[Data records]
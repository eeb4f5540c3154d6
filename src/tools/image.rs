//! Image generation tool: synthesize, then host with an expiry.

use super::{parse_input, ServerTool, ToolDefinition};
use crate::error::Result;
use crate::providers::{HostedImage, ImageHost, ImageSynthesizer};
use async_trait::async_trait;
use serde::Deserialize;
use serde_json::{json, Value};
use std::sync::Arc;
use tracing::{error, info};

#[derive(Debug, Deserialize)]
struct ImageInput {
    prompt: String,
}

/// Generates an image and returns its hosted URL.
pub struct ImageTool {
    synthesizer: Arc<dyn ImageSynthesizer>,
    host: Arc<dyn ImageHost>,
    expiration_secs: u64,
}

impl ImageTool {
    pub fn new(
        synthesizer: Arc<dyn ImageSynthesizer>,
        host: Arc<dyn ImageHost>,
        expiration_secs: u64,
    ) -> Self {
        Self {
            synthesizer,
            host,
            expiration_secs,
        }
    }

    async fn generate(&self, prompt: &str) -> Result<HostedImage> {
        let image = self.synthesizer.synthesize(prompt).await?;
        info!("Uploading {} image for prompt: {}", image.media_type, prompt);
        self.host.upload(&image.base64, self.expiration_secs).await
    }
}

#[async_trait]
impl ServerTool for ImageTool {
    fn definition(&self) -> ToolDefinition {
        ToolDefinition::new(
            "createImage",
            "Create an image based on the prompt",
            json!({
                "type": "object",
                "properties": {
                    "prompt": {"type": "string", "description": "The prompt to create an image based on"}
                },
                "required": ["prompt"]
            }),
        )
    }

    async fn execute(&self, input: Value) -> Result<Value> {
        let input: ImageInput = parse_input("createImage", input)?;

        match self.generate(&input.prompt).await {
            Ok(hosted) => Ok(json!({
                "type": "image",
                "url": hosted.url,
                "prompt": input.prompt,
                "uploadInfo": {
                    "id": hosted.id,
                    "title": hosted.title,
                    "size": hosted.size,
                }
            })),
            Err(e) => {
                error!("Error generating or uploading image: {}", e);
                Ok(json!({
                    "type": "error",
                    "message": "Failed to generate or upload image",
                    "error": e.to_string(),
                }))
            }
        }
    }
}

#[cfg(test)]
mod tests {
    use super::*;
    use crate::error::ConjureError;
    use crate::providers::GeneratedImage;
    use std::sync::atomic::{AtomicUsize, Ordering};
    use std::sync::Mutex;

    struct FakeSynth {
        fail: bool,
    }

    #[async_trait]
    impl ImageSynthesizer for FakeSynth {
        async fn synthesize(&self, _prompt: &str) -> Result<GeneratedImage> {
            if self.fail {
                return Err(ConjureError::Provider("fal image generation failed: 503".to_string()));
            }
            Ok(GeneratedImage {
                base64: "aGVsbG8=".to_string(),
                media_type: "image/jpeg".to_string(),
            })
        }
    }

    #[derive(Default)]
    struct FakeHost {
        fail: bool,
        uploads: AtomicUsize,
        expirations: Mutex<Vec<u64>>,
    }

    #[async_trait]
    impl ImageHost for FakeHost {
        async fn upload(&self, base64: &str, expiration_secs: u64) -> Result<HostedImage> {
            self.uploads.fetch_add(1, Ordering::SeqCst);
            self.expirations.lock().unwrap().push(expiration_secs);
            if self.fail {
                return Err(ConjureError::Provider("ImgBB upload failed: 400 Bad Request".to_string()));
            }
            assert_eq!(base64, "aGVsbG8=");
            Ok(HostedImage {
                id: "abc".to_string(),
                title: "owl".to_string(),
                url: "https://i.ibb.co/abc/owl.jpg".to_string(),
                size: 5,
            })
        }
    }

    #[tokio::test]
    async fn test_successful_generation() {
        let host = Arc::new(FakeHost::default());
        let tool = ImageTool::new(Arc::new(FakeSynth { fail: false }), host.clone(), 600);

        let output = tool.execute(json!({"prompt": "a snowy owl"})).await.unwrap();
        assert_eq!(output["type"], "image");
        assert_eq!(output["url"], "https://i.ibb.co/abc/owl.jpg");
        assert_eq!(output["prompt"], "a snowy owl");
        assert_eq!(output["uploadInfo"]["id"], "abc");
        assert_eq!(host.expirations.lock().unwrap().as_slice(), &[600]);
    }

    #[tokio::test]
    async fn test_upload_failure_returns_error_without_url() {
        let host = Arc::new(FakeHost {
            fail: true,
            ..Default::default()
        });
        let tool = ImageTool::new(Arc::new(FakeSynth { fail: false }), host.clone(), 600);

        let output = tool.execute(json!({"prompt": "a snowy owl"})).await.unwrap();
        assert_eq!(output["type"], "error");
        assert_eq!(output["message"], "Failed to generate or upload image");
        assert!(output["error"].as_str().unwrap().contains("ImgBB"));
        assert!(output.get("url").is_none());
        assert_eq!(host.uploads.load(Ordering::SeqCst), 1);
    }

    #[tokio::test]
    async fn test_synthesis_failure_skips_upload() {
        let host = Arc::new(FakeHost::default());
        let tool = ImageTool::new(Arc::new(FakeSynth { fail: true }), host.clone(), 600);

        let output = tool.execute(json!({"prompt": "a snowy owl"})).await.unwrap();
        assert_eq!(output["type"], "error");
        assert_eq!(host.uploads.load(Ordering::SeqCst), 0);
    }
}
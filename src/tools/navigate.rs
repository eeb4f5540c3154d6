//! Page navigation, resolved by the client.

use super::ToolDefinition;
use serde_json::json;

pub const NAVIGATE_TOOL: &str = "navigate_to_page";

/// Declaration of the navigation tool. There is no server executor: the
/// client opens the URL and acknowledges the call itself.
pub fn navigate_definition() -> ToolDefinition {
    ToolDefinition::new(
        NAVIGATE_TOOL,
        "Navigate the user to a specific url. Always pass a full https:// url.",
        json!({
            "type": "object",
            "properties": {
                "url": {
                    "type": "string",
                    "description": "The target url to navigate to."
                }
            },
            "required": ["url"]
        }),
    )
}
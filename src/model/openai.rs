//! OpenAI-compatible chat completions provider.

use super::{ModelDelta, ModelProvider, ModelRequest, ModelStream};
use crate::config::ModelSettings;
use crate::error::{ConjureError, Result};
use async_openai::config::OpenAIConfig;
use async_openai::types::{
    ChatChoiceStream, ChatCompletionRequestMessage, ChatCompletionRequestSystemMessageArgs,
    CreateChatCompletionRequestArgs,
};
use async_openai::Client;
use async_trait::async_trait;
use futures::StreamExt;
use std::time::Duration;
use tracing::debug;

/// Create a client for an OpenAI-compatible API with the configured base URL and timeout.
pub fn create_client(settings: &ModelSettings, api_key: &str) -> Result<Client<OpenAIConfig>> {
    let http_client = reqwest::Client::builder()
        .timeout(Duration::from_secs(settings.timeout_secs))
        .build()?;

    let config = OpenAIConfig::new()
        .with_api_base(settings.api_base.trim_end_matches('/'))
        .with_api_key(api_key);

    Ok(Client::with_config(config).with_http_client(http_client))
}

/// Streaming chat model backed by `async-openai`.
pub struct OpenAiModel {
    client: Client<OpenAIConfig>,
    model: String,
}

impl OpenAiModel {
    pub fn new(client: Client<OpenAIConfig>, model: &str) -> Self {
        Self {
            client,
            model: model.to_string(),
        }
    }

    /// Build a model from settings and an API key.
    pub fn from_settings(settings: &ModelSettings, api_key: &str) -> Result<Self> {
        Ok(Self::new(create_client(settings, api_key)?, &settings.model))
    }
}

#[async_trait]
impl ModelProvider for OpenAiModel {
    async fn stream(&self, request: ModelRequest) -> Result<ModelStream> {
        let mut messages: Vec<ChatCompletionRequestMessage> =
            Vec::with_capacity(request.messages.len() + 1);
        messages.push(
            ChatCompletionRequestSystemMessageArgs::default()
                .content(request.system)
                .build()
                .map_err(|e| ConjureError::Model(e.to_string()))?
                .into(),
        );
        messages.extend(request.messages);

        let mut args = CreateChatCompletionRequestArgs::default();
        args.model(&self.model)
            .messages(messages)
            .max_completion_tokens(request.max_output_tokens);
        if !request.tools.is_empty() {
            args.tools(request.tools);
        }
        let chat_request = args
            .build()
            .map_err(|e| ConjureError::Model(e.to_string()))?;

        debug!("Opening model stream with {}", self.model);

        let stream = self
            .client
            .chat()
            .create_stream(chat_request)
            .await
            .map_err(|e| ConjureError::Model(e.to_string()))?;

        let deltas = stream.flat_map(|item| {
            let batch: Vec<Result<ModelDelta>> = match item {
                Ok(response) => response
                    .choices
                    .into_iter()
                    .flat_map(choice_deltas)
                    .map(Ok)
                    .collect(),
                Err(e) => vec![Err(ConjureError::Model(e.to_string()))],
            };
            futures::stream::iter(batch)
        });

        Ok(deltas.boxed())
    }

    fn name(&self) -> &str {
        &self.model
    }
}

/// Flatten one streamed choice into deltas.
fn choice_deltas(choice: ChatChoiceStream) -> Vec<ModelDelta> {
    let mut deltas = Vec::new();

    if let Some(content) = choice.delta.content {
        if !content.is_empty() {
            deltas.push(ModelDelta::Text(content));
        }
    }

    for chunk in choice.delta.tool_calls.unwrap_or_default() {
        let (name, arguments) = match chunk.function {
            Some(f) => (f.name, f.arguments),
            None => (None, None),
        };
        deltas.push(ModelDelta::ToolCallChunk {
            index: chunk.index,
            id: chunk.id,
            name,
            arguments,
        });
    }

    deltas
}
--
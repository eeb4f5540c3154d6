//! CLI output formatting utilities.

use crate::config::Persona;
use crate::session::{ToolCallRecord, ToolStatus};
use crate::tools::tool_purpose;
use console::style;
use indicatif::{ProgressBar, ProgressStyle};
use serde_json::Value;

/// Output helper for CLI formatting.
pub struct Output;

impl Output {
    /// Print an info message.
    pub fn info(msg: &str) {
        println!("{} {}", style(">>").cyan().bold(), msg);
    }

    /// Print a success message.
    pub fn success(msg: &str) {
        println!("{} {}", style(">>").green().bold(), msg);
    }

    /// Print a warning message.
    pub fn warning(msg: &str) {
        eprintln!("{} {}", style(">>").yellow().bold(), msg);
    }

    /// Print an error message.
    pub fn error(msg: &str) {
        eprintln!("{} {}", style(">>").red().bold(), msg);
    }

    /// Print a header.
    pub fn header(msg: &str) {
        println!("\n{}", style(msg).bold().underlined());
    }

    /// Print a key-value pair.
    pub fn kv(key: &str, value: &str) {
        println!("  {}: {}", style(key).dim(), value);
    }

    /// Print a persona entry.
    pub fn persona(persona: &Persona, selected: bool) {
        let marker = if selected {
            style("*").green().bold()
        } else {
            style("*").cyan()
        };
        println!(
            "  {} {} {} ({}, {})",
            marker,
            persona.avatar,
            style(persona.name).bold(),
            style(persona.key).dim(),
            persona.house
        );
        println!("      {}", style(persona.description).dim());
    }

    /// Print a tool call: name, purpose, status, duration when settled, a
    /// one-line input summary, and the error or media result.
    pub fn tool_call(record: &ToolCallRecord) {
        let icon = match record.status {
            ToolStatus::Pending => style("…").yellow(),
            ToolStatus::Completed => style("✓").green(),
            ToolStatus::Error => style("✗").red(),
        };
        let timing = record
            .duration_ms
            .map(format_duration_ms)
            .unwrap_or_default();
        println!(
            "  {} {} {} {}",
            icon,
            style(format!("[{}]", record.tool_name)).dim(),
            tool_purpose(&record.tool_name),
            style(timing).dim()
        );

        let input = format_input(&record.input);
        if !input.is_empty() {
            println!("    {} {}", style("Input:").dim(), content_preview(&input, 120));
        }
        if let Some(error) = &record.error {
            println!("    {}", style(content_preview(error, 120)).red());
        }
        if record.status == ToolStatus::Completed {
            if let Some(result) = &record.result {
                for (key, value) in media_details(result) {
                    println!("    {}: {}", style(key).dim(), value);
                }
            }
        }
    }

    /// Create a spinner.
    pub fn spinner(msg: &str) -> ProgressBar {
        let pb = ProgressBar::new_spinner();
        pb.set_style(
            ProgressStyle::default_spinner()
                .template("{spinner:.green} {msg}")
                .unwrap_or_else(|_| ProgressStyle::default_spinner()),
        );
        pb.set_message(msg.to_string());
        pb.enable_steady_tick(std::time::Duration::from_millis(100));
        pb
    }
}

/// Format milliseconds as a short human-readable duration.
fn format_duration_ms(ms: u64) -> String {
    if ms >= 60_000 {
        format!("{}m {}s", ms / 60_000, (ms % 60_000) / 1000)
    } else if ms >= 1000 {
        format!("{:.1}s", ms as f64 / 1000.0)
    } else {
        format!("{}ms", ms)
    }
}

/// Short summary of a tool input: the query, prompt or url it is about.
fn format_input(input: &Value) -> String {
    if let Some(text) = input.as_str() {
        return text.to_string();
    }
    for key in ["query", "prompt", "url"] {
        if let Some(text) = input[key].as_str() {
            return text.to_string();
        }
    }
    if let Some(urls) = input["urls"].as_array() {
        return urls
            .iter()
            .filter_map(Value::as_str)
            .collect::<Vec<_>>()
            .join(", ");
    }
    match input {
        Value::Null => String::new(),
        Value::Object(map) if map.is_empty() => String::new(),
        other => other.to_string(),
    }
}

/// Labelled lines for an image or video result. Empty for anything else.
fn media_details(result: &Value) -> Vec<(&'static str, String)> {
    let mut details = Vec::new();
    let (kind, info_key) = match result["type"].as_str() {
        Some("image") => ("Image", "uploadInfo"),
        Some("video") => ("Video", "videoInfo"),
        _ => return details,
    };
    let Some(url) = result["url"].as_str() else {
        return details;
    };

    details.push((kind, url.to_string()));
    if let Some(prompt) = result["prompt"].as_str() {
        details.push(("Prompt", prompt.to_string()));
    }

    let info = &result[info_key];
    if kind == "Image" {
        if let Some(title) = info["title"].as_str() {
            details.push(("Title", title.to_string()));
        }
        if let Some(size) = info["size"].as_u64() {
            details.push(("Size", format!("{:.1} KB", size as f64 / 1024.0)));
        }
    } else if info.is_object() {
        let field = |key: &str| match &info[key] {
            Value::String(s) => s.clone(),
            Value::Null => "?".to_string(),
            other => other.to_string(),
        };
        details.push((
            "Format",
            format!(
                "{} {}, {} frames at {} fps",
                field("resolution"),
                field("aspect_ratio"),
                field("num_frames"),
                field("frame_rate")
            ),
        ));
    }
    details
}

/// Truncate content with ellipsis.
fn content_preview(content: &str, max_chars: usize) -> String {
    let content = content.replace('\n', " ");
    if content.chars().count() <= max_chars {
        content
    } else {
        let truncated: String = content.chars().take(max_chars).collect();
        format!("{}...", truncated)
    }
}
--
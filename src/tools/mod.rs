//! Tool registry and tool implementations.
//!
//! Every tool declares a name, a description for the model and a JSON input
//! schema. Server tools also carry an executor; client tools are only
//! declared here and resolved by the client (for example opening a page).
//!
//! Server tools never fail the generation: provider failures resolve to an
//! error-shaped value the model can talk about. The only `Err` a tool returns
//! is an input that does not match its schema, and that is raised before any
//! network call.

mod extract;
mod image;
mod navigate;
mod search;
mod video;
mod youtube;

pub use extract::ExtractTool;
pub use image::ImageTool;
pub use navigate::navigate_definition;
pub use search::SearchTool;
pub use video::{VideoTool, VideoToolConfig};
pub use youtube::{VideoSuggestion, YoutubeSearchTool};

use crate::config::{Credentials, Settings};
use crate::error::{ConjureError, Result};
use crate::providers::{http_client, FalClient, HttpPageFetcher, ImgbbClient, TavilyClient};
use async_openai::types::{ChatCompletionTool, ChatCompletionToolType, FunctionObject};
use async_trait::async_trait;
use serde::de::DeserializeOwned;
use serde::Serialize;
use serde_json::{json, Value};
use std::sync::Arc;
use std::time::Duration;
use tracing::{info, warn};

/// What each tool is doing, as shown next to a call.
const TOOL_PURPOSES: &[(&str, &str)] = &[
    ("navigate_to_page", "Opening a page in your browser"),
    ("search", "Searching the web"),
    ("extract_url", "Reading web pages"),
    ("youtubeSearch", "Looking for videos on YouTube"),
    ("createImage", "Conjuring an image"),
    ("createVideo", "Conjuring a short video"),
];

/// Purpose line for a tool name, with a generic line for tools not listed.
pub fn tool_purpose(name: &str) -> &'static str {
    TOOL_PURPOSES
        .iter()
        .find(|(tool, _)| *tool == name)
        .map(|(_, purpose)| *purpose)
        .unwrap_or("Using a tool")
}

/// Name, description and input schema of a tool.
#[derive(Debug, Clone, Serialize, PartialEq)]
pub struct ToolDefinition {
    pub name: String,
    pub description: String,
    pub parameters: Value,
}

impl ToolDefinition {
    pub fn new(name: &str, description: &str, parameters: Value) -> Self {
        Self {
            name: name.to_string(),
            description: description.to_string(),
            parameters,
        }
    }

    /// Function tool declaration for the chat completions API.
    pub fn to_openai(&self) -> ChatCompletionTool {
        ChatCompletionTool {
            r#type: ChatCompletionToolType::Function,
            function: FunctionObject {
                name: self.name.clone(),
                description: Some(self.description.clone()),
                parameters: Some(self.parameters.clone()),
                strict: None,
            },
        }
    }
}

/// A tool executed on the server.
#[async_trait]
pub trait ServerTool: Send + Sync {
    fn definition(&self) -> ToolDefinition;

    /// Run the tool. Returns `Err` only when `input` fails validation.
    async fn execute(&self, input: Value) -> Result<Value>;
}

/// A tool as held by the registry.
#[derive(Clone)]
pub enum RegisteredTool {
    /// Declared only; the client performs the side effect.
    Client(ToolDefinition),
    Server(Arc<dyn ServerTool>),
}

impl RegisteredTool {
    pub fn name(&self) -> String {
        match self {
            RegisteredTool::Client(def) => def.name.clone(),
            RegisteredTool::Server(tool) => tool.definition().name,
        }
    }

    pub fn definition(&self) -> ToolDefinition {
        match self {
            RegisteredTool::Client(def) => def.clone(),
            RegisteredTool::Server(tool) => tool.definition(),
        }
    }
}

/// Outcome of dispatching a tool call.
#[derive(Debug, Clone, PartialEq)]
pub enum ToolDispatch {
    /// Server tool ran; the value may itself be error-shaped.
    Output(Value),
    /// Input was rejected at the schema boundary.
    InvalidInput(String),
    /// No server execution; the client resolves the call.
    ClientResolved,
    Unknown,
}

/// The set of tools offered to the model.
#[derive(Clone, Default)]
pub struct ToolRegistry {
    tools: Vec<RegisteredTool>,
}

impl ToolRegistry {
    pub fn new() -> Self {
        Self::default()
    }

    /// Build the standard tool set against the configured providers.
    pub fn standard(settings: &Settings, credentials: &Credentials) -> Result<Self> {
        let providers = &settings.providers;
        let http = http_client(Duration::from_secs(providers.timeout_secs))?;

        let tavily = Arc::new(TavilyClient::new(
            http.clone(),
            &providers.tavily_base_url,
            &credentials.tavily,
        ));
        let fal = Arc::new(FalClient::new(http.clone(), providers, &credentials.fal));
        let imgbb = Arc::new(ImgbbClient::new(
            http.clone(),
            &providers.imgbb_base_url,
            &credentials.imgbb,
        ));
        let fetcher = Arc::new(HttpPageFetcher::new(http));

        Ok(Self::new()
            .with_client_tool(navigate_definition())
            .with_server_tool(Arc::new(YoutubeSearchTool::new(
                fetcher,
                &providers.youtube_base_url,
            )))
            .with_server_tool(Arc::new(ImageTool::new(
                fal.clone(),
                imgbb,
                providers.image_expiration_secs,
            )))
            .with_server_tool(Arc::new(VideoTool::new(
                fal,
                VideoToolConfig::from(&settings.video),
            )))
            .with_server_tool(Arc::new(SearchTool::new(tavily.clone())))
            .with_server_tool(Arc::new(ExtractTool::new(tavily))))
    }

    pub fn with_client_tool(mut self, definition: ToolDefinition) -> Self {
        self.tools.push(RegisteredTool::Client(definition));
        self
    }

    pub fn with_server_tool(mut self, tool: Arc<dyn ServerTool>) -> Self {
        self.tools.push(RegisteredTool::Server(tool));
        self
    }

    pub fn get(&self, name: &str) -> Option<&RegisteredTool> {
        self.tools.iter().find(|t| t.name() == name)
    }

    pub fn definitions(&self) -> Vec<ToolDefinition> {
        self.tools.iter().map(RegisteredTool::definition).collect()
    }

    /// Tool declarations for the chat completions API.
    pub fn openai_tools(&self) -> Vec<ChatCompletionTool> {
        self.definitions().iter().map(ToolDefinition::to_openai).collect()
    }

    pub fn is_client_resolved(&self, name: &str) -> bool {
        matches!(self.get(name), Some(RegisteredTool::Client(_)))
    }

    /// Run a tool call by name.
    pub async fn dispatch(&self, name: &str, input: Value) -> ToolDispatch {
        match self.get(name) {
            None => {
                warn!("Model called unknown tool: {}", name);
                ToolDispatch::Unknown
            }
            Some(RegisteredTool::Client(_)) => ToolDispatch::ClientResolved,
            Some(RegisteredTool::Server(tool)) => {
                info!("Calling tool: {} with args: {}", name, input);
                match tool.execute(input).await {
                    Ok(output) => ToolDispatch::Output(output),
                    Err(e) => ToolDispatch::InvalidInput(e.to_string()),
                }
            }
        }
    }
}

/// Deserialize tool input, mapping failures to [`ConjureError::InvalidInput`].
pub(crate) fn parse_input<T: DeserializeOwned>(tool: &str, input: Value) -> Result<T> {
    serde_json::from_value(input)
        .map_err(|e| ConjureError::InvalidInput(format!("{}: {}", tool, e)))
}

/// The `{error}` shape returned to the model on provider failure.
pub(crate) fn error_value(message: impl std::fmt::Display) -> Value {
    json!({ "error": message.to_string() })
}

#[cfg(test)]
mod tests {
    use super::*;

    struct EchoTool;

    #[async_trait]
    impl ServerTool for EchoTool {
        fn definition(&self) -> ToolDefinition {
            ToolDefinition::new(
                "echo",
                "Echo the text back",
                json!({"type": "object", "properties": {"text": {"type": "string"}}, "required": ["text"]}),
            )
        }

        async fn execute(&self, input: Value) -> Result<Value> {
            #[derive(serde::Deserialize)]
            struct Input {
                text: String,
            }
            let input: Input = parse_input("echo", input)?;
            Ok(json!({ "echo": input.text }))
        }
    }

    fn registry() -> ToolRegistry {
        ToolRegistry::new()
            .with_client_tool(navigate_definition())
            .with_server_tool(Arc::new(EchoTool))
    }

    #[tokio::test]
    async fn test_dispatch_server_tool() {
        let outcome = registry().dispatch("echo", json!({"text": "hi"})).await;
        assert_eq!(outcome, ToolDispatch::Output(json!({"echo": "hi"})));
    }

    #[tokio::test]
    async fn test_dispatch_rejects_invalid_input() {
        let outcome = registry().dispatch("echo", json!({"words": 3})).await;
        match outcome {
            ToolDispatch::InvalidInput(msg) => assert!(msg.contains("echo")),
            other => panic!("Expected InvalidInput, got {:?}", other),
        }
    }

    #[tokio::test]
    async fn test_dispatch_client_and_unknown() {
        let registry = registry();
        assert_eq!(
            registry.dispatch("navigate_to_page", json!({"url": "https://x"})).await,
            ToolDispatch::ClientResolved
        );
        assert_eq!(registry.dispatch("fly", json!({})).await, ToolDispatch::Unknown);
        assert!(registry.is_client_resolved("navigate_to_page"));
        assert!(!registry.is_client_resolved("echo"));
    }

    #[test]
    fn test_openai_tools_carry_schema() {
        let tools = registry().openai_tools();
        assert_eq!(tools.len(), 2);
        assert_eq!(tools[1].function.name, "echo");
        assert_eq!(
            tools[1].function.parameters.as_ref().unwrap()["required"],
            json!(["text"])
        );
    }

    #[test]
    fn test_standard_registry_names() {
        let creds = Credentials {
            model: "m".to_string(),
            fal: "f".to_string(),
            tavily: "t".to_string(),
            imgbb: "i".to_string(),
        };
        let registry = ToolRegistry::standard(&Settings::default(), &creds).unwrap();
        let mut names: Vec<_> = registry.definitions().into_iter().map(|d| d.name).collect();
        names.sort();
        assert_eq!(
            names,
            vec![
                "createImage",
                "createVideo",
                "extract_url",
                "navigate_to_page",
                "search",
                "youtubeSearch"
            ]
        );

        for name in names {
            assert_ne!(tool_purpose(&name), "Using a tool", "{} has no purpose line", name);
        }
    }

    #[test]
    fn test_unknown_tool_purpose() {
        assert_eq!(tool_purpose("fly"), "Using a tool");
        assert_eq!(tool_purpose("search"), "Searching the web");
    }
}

### How to complete this task
Whenever the string "lock" turns up in a line above, copy that line out.

### Task answer
            self.expirations.lock().unwrap().push(expiration_secs);
        assert_eq!(host.expirations.lock().unwrap().as_slice(), &[600]);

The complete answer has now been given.